Problem:
Print the data that follows again, keeping every line exact.
--- Supplied records Enclosed Below ---
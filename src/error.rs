use axum::{
    http::StatusCode,
    response::{IntoResponse, Response},
    Json,
};
use serde_json::json;

/// Application-level errors
#[derive(thiserror::Error, Debug)]
pub enum AppError {
    #[error("Database error: {0}")]
    Database(#[from] sqlx::Error),

    #[error("Cache error: {0}")]
    Cache(#[from] redis::RedisError),

    #[error("HTTP client error: {0}")]
    HttpClient(#[from] reqwest::Error),

    #[error("Serialization error: {0}")]
    Serialization(#[from] serde_json::Error),

    #[error("Not found: {0}")]
    NotFound(String),

    #[error("Invalid input: {0}")]
    InvalidInput(String),

    #[error("Embedding gateway error: {0}")]
    Embedding(String),

    #[error("Internal server error: {0}")]
    Internal(String),
}

impl IntoResponse for AppError {
    fn into_response(self) -> Response {
        let (status, message) = match self {
            AppError::NotFound(msg) => (StatusCode::NOT_FOUND, msg),
            AppError::InvalidInput(msg) => (StatusCode::BAD_REQUEST, msg),
            AppError::Database(_)
            | AppError::Cache(_)
            | AppError::Serialization(_)
            | AppError::Internal(_) => (StatusCode::INTERNAL_SERVER_ERROR, self.to_string()),
            AppError::Embedding(msg) => (StatusCode::BAD_GATEWAY, msg),
            AppError::HttpClient(_) => (StatusCode::BAD_GATEWAY, self.to_string()),
        };

        let body = Json(json!({
            "error": message
        }));

        (status, body).into_response()
    }
}

pub type AppResult<T> = Result<T, AppError>;
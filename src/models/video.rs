use serde::{Deserialize, Deserializer, Serialize};

/// Separators accepted in delimited tag and keyword strings
const DELIMITERS: [char; 4] = [',', '|', '#', ';'];

/// A travel video considered for recommendation
#[derive(Debug, Clone, Serialize, Deserialize, PartialEq)]
pub struct Video {
    pub id: i64,
    pub title: String,
    #[serde(default)]
    pub description: String,
    /// Canonical tag list; see [`normalize_tags`] for the accepted raw forms
    #[serde(default, deserialize_with = "deserialize_tags")]
    pub tags: Vec<String>,
    #[serde(default)]
    pub region: Option<String>,
    #[serde(default)]
    pub keyword: Option<String>,
    #[serde(default)]
    pub duration_secs: Option<i32>,
    #[serde(default)]
    pub view_count: i64,
    #[serde(default)]
    pub like_count: i64,
    /// Lazily computed text embedding, written back once known
    #[serde(default)]
    pub embedding: Option<Vec<f32>>,
}

impl Video {
    /// Text handed to the embedding gateway for this video
    pub fn embedding_text(&self) -> String {
        format!("title: {} description: {}", self.title, self.description)
    }

    /// Keywords split out of the raw keyword string
    pub fn keywords(&self) -> Vec<String> {
        self.keyword
            .as_deref()
            .map(split_delimited)
            .unwrap_or_default()
    }
}

/// Normalizes the stored `tags` field into an ordered, de-duplicated list.
///
/// Accepts a JSON array of strings, an object (its keys are the tags), a
/// delimited string (`,` `|` `#` `;`), or null. Tags are trimmed and
/// lower-cased; empty entries are dropped.
pub fn normalize_tags(raw: &serde_json::Value) -> Vec<String> {
    let candidates: Vec<String> = match raw {
        serde_json::Value::Array(items) => items
            .iter()
            .filter_map(|item| match item {
                serde_json::Value::String(s) => Some(s.clone()),
                serde_json::Value::Number(n) => Some(n.to_string()),
                _ => None,
            })
            .collect(),
        serde_json::Value::Object(map) => map.keys().cloned().collect(),
        serde_json::Value::String(s) => split_delimited(s),
        _ => Vec::new(),
    };

    let mut tags: Vec<String> = Vec::with_capacity(candidates.len());
    for candidate in candidates {
        let tag = candidate.trim().to_lowercase();
        if !tag.is_empty() && !tags.contains(&tag) {
            tags.push(tag);
        }
    }
    tags
}

/// Splits a delimited string into trimmed, lower-cased, non-empty parts
pub fn split_delimited(raw: &str) -> Vec<String> {
    raw.split(&DELIMITERS[..])
        .map(|part| part.trim().to_lowercase())
        .filter(|part| !part.is_empty())
        .collect()
}

fn deserialize_tags<'de, D>(deserializer: D) -> Result<Vec<String>, D::Error>
where
    D: Deserializer<'de>,
{
    let raw = serde_json::Value::deserialize(deserializer)?;
    Ok(normalize_tags(&raw))
}
pub mod config;
pub mod db;
pub mod error;
pub mod models;
pub mod routes;
pub mod services;
/// HTTP client for the text-embedding service
///
/// Request:  `POST {api_url}/embed` with `{"texts": [..]}`
/// Response: `{"embeddings": [[f32, ..] | null, ..]}`, one slot per text
use reqwest::Client as HttpClient;
use serde::{Deserialize, Serialize};

use crate::{
    error::{AppError, AppResult},
    services::embeddings::EmbeddingGateway,
};

#[derive(Debug, Serialize)]
struct EmbedRequest<'a> {
    texts: &'a [String],
}

#[derive(Debug, Deserialize)]
struct EmbedResponse {
    embeddings: Vec<Option<Vec<f32>>>,
}

#[derive(Clone)]
pub struct HttpEmbeddingGateway {
    http_client: HttpClient,
    api_url: String,
    api_key: Option<String>,
}

impl HttpEmbeddingGateway {
    pub fn new(api_url: String, api_key: Option<String>) -> Self {
        Self {
            http_client: HttpClient::new(),
            api_url: api_url.trim_end_matches('/').to_string(),
            api_key,
        }
    }

    /// Checks the response shape and blanks out empty vectors
    fn parse_response(
        &self,
        response: EmbedResponse,
        expected: usize,
    ) -> AppResult<Vec<Option<Vec<f32>>>> {
        if response.embeddings.len() != expected {
            return Err(AppError::Embedding(format!(
                "Gateway returned {} embeddings for {} texts",
                response.embeddings.len(),
                expected
            )));
        }

        Ok(response
            .embeddings
            .into_iter()
            .map(|embedding| embedding.filter(|values| !values.is_empty()))
            .collect())
    }
}

#[async_trait::async_trait]
impl EmbeddingGateway for HttpEmbeddingGateway {
    async fn embed_batch(&self, texts: &[String]) -> AppResult<Vec<Option<Vec<f32>>>> {
        if texts.is_empty() {
            return Ok(Vec::new());
        }

        let url = format!("{}/embed", self.api_url);
        let mut request = self.http_client.post(&url).json(&EmbedRequest { texts });
        if let Some(api_key) = &self.api_key {
            request = request.bearer_auth(api_key);
        }

        let response = request.send().await?;

        if !response.status().is_success() {
            let status = response.status();
            let body = response.text().await.unwrap_or_default();
            tracing::error!(
                status = %status,
                body = %body,
                "Embedding gateway request failed"
            );
            return Err(AppError::Embedding(format!(
                "Gateway returned status {}: {}",
                status, body
            )));
        }

        let parsed: EmbedResponse = response.json().await?;
        let embeddings = self.parse_response(parsed, texts.len())?;

        tracing::debug!(
            requested = texts.len(),
            embedded = embeddings.iter().filter(|e| e.is_some()).count(),
            "Embedding batch completed"
        );

        Ok(embeddings)
    }

    fn name(&self) -> &'static str {
        "http"
    }
}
--- End of Enclosed Supplied records ---
Solved problem:
filename src/error.rs
use axum::{
    http::StatusCode,
    response::{IntoResponse, Response},
    Json,
};
use serde_json::json;

/// Application-level errors
#[derive(thiserror::Error, Debug)]
pub enum AppError {
    #[error("Database error: {0}")]
    Database(#[from] sqlx::Error),

    #[error("Cache error: {0}")]
    Cache(#[from] redis::RedisError),

    #[error("HTTP client error: {0}")]
    HttpClient(#[from] reqwest::Error),

    #[error("Serialization error: {0}")]
    Serialization(#[from] serde_json::Error),

    #[error("Not found: {0}")]
    NotFound(String),

    #[error("Invalid input: {0}")]
    InvalidInput(String),

    #[error("Embedding gateway error: {0}")]
    Embedding(String),

    #[error("Internal server error: {0}")]
    Internal(String),
}

impl IntoResponse for AppError {
    fn into_response(self) -> Response {
        let (status, message) = match self {
            AppError::NotFound(msg) => (StatusCode::NOT_FOUND, msg),
            AppError::InvalidInput(msg) => (StatusCode::BAD_REQUEST, msg),
            AppError::Database(_)
            | AppError::Cache(_)
            | AppError::Serialization(_)
            | AppError::Internal(_) => (StatusCode::INTERNAL_SERVER_ERROR, self.to_string()),
            AppError::Embedding(msg) => (StatusCode::BAD_GATEWAY, msg),
            AppError::HttpClient(_) => (StatusCode::BAD_GATEWAY, self.to_string()),
        };

        let body = Json(json!({
            "error": message
        }));

        (status, body).into_response()
    }
}

pub type AppResult<T> = Result<T, AppError>;
filename src/models/video.rs
use serde::{Deserialize, Deserializer, Serialize};

/// Separators accepted in delimited tag and keyword strings
const DELIMITERS: [char; 4] = [',', '|', '#', ';'];

/// A travel video considered for recommendation
#[derive(Debug, Clone, Serialize, Deserialize, PartialEq)]
pub struct Video {
    pub id: i64,
    pub title: String,
    #[serde(default)]
    pub description: String,
    /// Canonical tag list; see [`normalize_tags`] for the accepted raw forms
    #[serde(default, deserialize_with = "deserialize_tags")]
    pub tags: Vec<String>,
    #[serde(default)]
    pub region: Option<String>,
    #[serde(default)]
    pub keyword: Option<String>,
    #[serde(default)]
    pub duration_secs: Option<i32>,
    #[serde(default)]
    pub view_count: i64,
    #[serde(default)]
    pub like_count: i64,
    /// Lazily computed text embedding, written back once known
    #[serde(default)]
    pub embedding: Option<Vec<f32>>,
}

impl Video {
    /// Text handed to the embedding gateway for this video
    pub fn embedding_text(&self) -> String {
        format!("title: {} description: {}", self.title, self.description)
    }

    /// Keywords split out of the raw keyword string
    pub fn keywords(&self) -> Vec<String> {
        self.keyword
            .as_deref()
            .map(split_delimited)
            .unwrap_or_default()
    }
}

/// Normalizes the stored `tags` field into an ordered, de-duplicated list.
///
/// Accepts a JSON array of strings, an object (its keys are the tags), a
/// delimited string (`,` `|` `#` `;`), or null. Tags are trimmed and
/// lower-cased; empty entries are dropped.
pub fn normalize_tags(raw: &serde_json::Value) -> Vec<String> {
    let candidates: Vec<String> = match raw {
        serde_json::Value::Array(items) => items
            .iter()
            .filter_map(|item| match item {
                serde_json::Value::String(s) => Some(s.clone()),
                serde_json::Value::Number(n) => Some(n.to_string()),
                _ => None,
            })
            .collect(),
        serde_json::Value::Object(map) => map.keys().cloned().collect(),
        serde_json::Value::String(s) => split_delimited(s),
        _ => Vec::new(),
    };

    let mut tags: Vec<String> = Vec::with_capacity(candidates.len());
    for candidate in candidates {
        let tag = candidate.trim().to_lowercase();
        if !tag.is_empty() && !tags.contains(&tag) {
            tags.push(tag);
        }
    }
    tags
}

/// Splits a delimited string into trimmed, lower-cased, non-empty parts
pub fn split_delimited(raw: &str) -> Vec<String> {
    raw.split(&DELIMITERS[..])
        .map(|part| part.trim().to_lowercase())
        .filter(|part| !part.is_empty())
        .collect()
}

fn deserialize_tags<'de, D>(deserializer: D) -> Result<Vec<String>, D::Error>
where
    D: Deserializer<'de>,
{
    let raw = serde_json::Value::deserialize(deserializer)?;
    Ok(normalize_tags(&raw))
}
pub mod config;
pub mod db;
pub mod error;
pub mod models;
pub mod routes;
pub mod services;
/// HTTP client for the text-embedding service
///
/// Request:  `POST {api_url}/embed` with `{"texts": [..]}`
/// Response: `{"embeddings": [[f32, ..] | null, ..]}`, one slot per text
use reqwest::Client as HttpClient;
use serde::{Deserialize, Serialize};

use crate::{
    error::{AppError, AppResult},
    services::embeddings::EmbeddingGateway,
};

#[derive(Debug, Serialize)]
struct EmbedRequest<'a> {
    texts: &'a [String],
}

#[derive(Debug, Deserialize)]
struct EmbedResponse {
    embeddings: Vec<Option<Vec<f32>>>,
}

#[derive(Clone)]
pub struct HttpEmbeddingGateway {
    http_client: HttpClient,
    api_url: String,
    api_key: Option<String>,
}

impl HttpEmbeddingGateway {
    pub fn new(api_url: String, api_key: Option<String>) -> Self {
        Self {
            http_client: HttpClient::new(),
            api_url: api_url.trim_end_matches('/').to_string(),
            api_key,
        }
    }

    /// Checks the response shape and blanks out empty vectors
    fn parse_response(
        &self,
        response: EmbedResponse,
        expected: usize,
    ) -> AppResult<Vec<Option<Vec<f32>>>> {
        if response.embeddings.len() != expected {
            return Err(AppError::Embedding(format!(
                "Gateway returned {} embeddings for {} texts",
                response.embeddings.len(),
                expected
            )));
        }

        Ok(response
            .embeddings
            .into_iter()
            .map(|embedding| embedding.filter(|values| !values.is_empty()))
            .collect())
    }
}

#[async_trait::async_trait]
impl EmbeddingGateway for HttpEmbeddingGateway {
    async fn embed_batch(&self, texts: &[String]) -> AppResult<Vec<Option<Vec<f32>>>> {
        if texts.is_empty() {
            return Ok(Vec::new());
        }

        let url = format!("{}/embed", self.api_url);
        let mut request = self.http_client.post(&url).json(&EmbedRequest { texts });
        if let Some(api_key) = &self.api_key {
            request = request.bearer_auth(api_key);
        }

        let response = request.send().await?;

        if !response.status().is_success() {
            let status = response.status();
            let body = response.text().await.unwrap_or_default();
            tracing::error!(
                status = %status,
                body = %body,
                "Embedding gateway request failed"
            );
            return Err(AppError::Embedding(format!(
                "Gateway returned status {}: {}",
                status, body
            )));
        }

        let parsed: EmbedResponse = response.json().await?;
        let embeddings = self.parse_response(parsed, texts.len())?;

        tracing::debug!(
            requested = texts.len(),
            embedded = embeddings.iter().filter(|e| e.is_some()).count(),
            "Embedding batch completed"
        );

        Ok(embeddings)
    }

    fn name(&self) -> &'static str {
        "http"
    }
}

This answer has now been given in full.